Aim of the exercise | Starting at the first line of the records below, transcribe each line exactly, ending with the line that contains "pub const VERSION: &str".

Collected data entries
◆ ◆ ◆ ◆ ◆

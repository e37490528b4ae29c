//! Configuration for the playground client
//!
//! Loaded in order of precedence:
//! 1. Environment variables (highest priority)
//! 2. Config file (~/.config/cipherdeck/config.toml)
//! 3. Built-in defaults (lowest priority)

use serde::Deserialize;
use std::path::PathBuf;

/// Version info
pub const VERSION: &str = env!("CARGO_PKG_VERSION");

/// Default playground server
const DEFAULT_SERVER_URL: &str = "http://127.0.0.1:5000";

/// Application configuration
#[derive(Debug, Clone)]
pub struct Config {
    /// Base URL of the cipher playground server
    pub server_url: String,

    /// Logging configuration
    pub logging: LoggingConfig,
}

impl Default for Config {
    fn default() -> Self {
        Self {
            server_url: DEFAULT_SERVER_URL.to_string(),
            logging: LoggingConfig::default(),
        }
    }
}

/// Logging configuration
#[derive(Debug, Clone)]
pub struct LoggingConfig {
    /// Log level filter: "error", "warn", "info", "debug", "trace"
    pub level: String,

    /// Whether to also write JSON logs to rotating files
    pub file_enabled: bool,

    /// Directory for log files
    pub file_dir: PathBuf,

    /// Log file name prefix
    pub file_prefix: String,

    /// Rotation policy for log files
    pub file_rotation: LogRotation,
}

impl Default for LoggingConfig {
    fn default() -> Self {
        Self {
            level: "info".to_string(),
            file_enabled: false,
            file_dir: PathBuf::from("./logs"),
            file_prefix: "cipherdeck".to_string(),
            file_rotation: LogRotation::Daily,
        }
    }
}

/// Log file rotation policy
#[derive(Debug, Clone, Copy, PartialEq, Eq, Default, Deserialize)]
#[serde(rename_all = "lowercase")]
pub enum LogRotation {
    Hourly,
    #[default]
    Daily,
    Never,
}

/// Config file structure (subset of Config that makes sense to persist)
#[derive(Debug, Deserialize, Default)]
struct FileConfig {
    server_url: Option<String>,
    logging: Option<FileLogging>,
}

#[derive(Debug, Deserialize, Default)]
struct FileLogging {
    level: Option<String>,
    file_enabled: Option<bool>,
    file_dir: Option<String>,
    file_prefix: Option<String>,
    file_rotation: Option<LogRotation>,
}

impl Config {
    /// Load configuration with env > file > defaults precedence
    pub fn from_env() -> Self {
        let mut config = Self::default();

        if let Some(file) = Self::load_file() {
            if let Some(url) = file.server_url {
                config.server_url = url;
            }
            if let Some(logging) = file.logging {
                if let Some(level) = logging.level {
                    config.logging.level = level;
                }
                if let Some(enabled) = logging.file_enabled {
                    config.logging.file_enabled = enabled;
                }
                if let Some(dir) = logging.file_dir {
                    config.logging.file_dir = PathBuf::from(dir);
                }
                if let Some(prefix) = logging.file_prefix {
                    config.logging.file_prefix = prefix;
                }
                if let Some(rotation) = logging.file_rotation {
                    config.logging.file_rotation = rotation;
                }
            }
        }

        if let Ok(url) = std::env::var("CIPHERDECK_SERVER") {
            if !url.is_empty() {
                config.server_url = url;
            }
        }
        if let Ok(level) = std::env::var("CIPHERDECK_LOG") {
            if !level.is_empty() {
                config.logging.level = level;
            }
        }

        config
    }

    /// Path of the config file, if a config directory exists
    pub fn config_path() -> Option<PathBuf> {
        dirs::config_dir().map(|dir| dir.join("cipherdeck").join("config.toml"))
    }

    fn load_file() -> Option<FileConfig> {
        let path = Self::config_path()?;
        let contents = std::fs::read_to_string(&path).ok()?;
        match toml::from_str(&contents) {
            Ok(file) => Some(file),
            Err(e) => {
                eprintln!("Warning: ignoring invalid config {}: {}", path.display(), e);
                None
            }
        }
    }

    /// Write a commented template on first run so options are discoverable
    pub fn ensure_config_exists() {
        let Some(path) = Self::config_path() else {
            return;
        };
        if path.exists() {
            return;
        }
        if let Some(parent) = path.parent() {
            if std::fs::create_dir_all(parent).is_err() {
                return;
            }
        }
        let _ = std::fs::write(&path, Self::default().to_toml());
    }

    /// Render the effective configuration as TOML
    pub fn to_toml(&self) -> String {
        format!(
            "# cipherdeck configuration\n\
             # Values here are overridden by CIPHERDECK_SERVER / CIPHERDECK_LOG.\n\
             \n\
             # Base URL of the cipher playground server\n\
             server_url = \"{}\"\n\
             \n\
             [logging]\n\
             # error | warn | info | debug | trace\n\
             level = \"{}\"\n\
             # Write JSON logs to rotating files in addition to the in-app view\n\
             file_enabled = {}\n\
             file_dir = \"{}\"\n\
             file_prefix = \"{}\"\n\
             # hourly | daily | never\n\
             file_rotation = \"{}\"\n",
            self.server_url,
            self.logging.level,
            self.logging.file_enabled,
            self.logging.file_dir.display(),
            self.logging.file_prefix,
            match self.logging.file_rotation {
                LogRotation::Hourly => "hourly",
                LogRotation::Daily => "daily",
                LogRotation::Never => "never",
            },
        )
    }
}

#[cfg(test)]
mod tests {
    use super::*;

    /// Default config must round-trip through its own template, catching
    /// TOML syntax errors in `to_toml`
    #[test]
    fn test_config_roundtrip_default() {
        let config = Config::default();
        let toml_str = config.to_toml();
        let parsed: Result<FileConfig, _> = toml::from_str(&toml_str);
        assert!(
            parsed.is_ok(),
            "Default config should round-trip.\nTOML:\n{}\nError: {:?}",
            toml_str,
            parsed.err()
        );
        let file = parsed.unwrap();
        assert_eq!(file.server_url.as_deref(), Some(DEFAULT_SERVER_URL));
        let logging = file.logging.expect("logging section");
        assert_eq!(logging.level.as_deref(), Some("info"));
        assert_eq!(logging.file_rotation, Some(LogRotation::Daily));
    }
}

◆ ◆ ◆ ◆ ◆

Your response |
repository e37490528b4ae29c
//! Configuration for the playground client
//!
//! Loaded in order of precedence:
//! 1. Environment variables (highest priority)
//! 2. Config file (~/.config/cipherdeck/config.toml)
//! 3. Built-in defaults (lowest priority)

use serde::Deserialize;
use std::path::PathBuf;

/// Version info
pub const VERSION: &str = env!("CARGO_PKG_VERSION");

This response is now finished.